* _DESCRIPTION OF THE TASK_:
Reproduce all the data verbatim.

* _SUPPLIED ENTRIES_:
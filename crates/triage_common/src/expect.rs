//! Expectation specs and evaluation verdicts.

use crate::triage::{Category, Priority, TriageResult};
use serde::{Deserialize, Serialize};
use serde_json::Value;

/// Human-authored expectation for one evaluation case.
#[derive(Debug, Clone, Serialize, Deserialize)]
pub struct Expectation {
    pub category: Category,

    #[serde(default)]
    pub priority_in: Vec<Priority>,

    /// Any-match: routing must contain at least one of these substrings
    #[serde(default)]
    pub routing_contains: Vec<String>,

    #[serde(default)]
    pub min_confidence: f64,

    /// Alias-aware phrase checks against the questions
    #[serde(default)]
    pub must_ask_about: Vec<String>,

    /// Direct substring checks against the actions
    #[serde(default)]
    pub must_include_actions: Vec<String>,

    /// Phrases that must not appear in customer_reply + summary
    #[serde(default)]
    pub must_not_say: Vec<String>,
}

/// One named expectation check with its diagnostic details.
#[derive(Debug, Clone, Serialize, Deserialize)]
pub struct Check {
    pub name: String,
    pub ok: bool,
    pub details: Value,
}

impl Check {
    pub fn new(name: &str, ok: bool, details: Value) -> Self {
        Self {
            name: name.to_string(),
            ok,
            details,
        }
    }
}

/// Outcome of evaluating one case: schema validity plus every check,
/// reported regardless of overall pass/fail so partial failures stay
/// diagnosable.
#[derive(Debug, Clone, Serialize, Deserialize)]
pub struct CaseVerdict {
    pub id: String,
    pub passed: bool,
    pub schema_ok: bool,
    pub schema_err: Option<String>,
    pub checks: Vec<Check>,
    pub output: TriageResult,
}
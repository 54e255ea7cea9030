//! Process-wide configuration.
//!
//! Read once at startup, held immutable, and passed explicitly into the
//! orchestrator. Never ambient mutable state.

use crate::error::TriageError;
use serde::{Deserialize, Serialize};
use std::path::Path;

/// Prompt version used when PROMPT_VERSION is unset.
pub const DEFAULT_PROMPT_VERSION: &str = "triage/v1";

/// Model config path used when MODEL_VERSION is unset.
pub const DEFAULT_MODEL_VERSION: &str = "models/triage/v1.json";

/// Process configuration resolved from the environment.
#[derive(Debug, Clone)]
pub struct TriageConfig {
    /// Identifier selecting the versioned prompt templates
    pub prompt_version: String,
    /// Path to the model configuration document; also stamped on results
    pub model_version: String,
    /// Selects the external-model brain instead of the deterministic one
    pub use_ollama: bool,
}

impl TriageConfig {
    pub fn from_env() -> Self {
        Self {
            prompt_version: std::env::var("PROMPT_VERSION")
                .unwrap_or_else(|_| DEFAULT_PROMPT_VERSION.to_string()),
            model_version: std::env::var("MODEL_VERSION")
                .unwrap_or_else(|_| DEFAULT_MODEL_VERSION.to_string()),
            use_ollama: std::env::var("USE_OLLAMA").map(|v| v == "1").unwrap_or(false),
        }
    }
}

impl Default for TriageConfig {
    fn default() -> Self {
        Self {
            prompt_version: DEFAULT_PROMPT_VERSION.to_string(),
            model_version: DEFAULT_MODEL_VERSION.to_string(),
            use_ollama: false,
        }
    }
}

/// Model endpoint configuration, loaded from a JSON document.
///
/// `model` is required; everything else has defaults.
#[derive(Debug, Clone, Serialize, Deserialize)]
pub struct ModelConfig {
    #[serde(default = "default_base_url")]
    pub base_url: String,

    pub model: String,

    #[serde(default = "default_temperature")]
    pub temperature: f64,

    #[serde(default = "default_top_p")]
    pub top_p: f64,

    #[serde(default = "default_timeout_sec")]
    pub timeout_sec: u64,
}

fn default_base_url() -> String {
    "http://localhost:11434".to_string()
}

fn default_temperature() -> f64 {
    0.2
}

fn default_top_p() -> f64 {
    0.9
}

fn default_timeout_sec() -> u64 {
    60
}

impl ModelConfig {
    /// Load and parse the model configuration document.
    ///
    /// A missing required key is a configuration error, fatal at startup of
    /// the external-model brain.
    pub fn load(path: impl AsRef<Path>) -> Result<Self, TriageError> {
        let path = path.as_ref();
        let raw = std::fs::read_to_string(path)?;
        serde_json::from_str(&raw).map_err(|e| {
            TriageError::Config(format!("invalid model config {}: {}", path.display(), e))
        })
    }
}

* _ANSWER_:
filename crates/triage_common/src/expect.rs
//! Expectation specs and evaluation verdicts.

use crate::triage::{Category, Priority, TriageResult};
use serde::{Deserialize, Serialize};
use serde_json::Value;

/// Human-authored expectation for one evaluation case.
#[derive(Debug, Clone, Serialize, Deserialize)]
pub struct Expectation {
    pub category: Category,

    #[serde(default)]
    pub priority_in: Vec<Priority>,

    /// Any-match: routing must contain at least one of these substrings
    #[serde(default)]
    pub routing_contains: Vec<String>,

    #[serde(default)]
    pub min_confidence: f64,

    /// Alias-aware phrase checks against the questions
    #[serde(default)]
    pub must_ask_about: Vec<String>,

    /// Direct substring checks against the actions
    #[serde(default)]
    pub must_include_actions: Vec<String>,

    /// Phrases that must not appear in customer_reply + summary
    #[serde(default)]
    pub must_not_say: Vec<String>,
}

/// One named expectation check with its diagnostic details.
#[derive(Debug, Clone, Serialize, Deserialize)]
pub struct Check {
    pub name: String,
    pub ok: bool,
    pub details: Value,
}

impl Check {
    pub fn new(name: &str, ok: bool, details: Value) -> Self {
        Self {
            name: name.to_string(),
            ok,
            details,
        }
    }
}

/// Outcome of evaluating one case: schema validity plus every check,
/// reported regardless of overall pass/fail so partial failures stay
/// diagnosable.
#[derive(Debug, Clone, Serialize, Deserialize)]
pub struct CaseVerdict {
    pub id: String,
    pub passed: bool,
    pub schema_ok: bool,
    pub schema_err: Option<String>,
    pub checks: Vec<Check>,
    pub output: TriageResult,
}
repository 54e255ea7cea9030
//! Process-wide configuration.
//!
//! Read once at startup, held immutable, and passed explicitly into the
//! orchestrator. Never ambient mutable state.

use crate::error::TriageError;
use serde::{Deserialize, Serialize};
use std::path::Path;

/// Prompt version used when PROMPT_VERSION is unset.
pub const DEFAULT_PROMPT_VERSION: &str = "triage/v1";

/// Model config path used when MODEL_VERSION is unset.
pub const DEFAULT_MODEL_VERSION: &str = "models/triage/v1.json";

/// Process configuration resolved from the environment.
#[derive(Debug, Clone)]
pub struct TriageConfig {
    /// Identifier selecting the versioned prompt templates
    pub prompt_version: String,
    /// Path to the model configuration document; also stamped on results
    pub model_version: String,
    /// Selects the external-model brain instead of the deterministic one
    pub use_ollama: bool,
}

impl TriageConfig {
    pub fn from_env() -> Self {
        Self {
            prompt_version: std::env::var("PROMPT_VERSION")
                .unwrap_or_else(|_| DEFAULT_PROMPT_VERSION.to_string()),
            model_version: std::env::var("MODEL_VERSION")
                .unwrap_or_else(|_| DEFAULT_MODEL_VERSION.to_string()),
            use_ollama: std::env::var("USE_OLLAMA").map(|v| v == "1").unwrap_or(false),
        }
    }
}

impl Default for TriageConfig {
    fn default() -> Self {
        Self {
            prompt_version: DEFAULT_PROMPT_VERSION.to_string(),
            model_version: DEFAULT_MODEL_VERSION.to_string(),
            use_ollama: false,
        }
    }
}

/// Model endpoint configuration, loaded from a JSON document.
///
/// `model` is required; everything else has defaults.
#[derive(Debug, Clone, Serialize, Deserialize)]
pub struct ModelConfig {
    #[serde(default = "default_base_url")]
    pub base_url: String,

    pub model: String,

    #[serde(default = "default_temperature")]
    pub temperature: f64,

    #[serde(default = "default_top_p")]
    pub top_p: f64,

    #[serde(default = "default_timeout_sec")]
    pub timeout_sec: u64,
}

fn default_base_url() -> String {
    "http://localhost:11434".to_string()
}

fn default_temperature() -> f64 {
    0.2
}

fn default_top_p() -> f64 {
    0.9
}

fn default_timeout_sec() -> u64 {
    60
}

impl ModelConfig {
    /// Load and parse the model configuration document.
    ///
    /// A missing required key is a configuration error, fatal at startup of
    /// the external-model brain.
    pub fn load(path: impl AsRef<Path>) -> Result<Self, TriageError> {
        let path = path.as_ref();
        let raw = std::fs::read_to_string(path)?;
        serde_json::from_str(&raw).map_err(|e| {
            TriageError::Config(format!("invalid model config {}: {}", path.display(), e))
        })
    }
}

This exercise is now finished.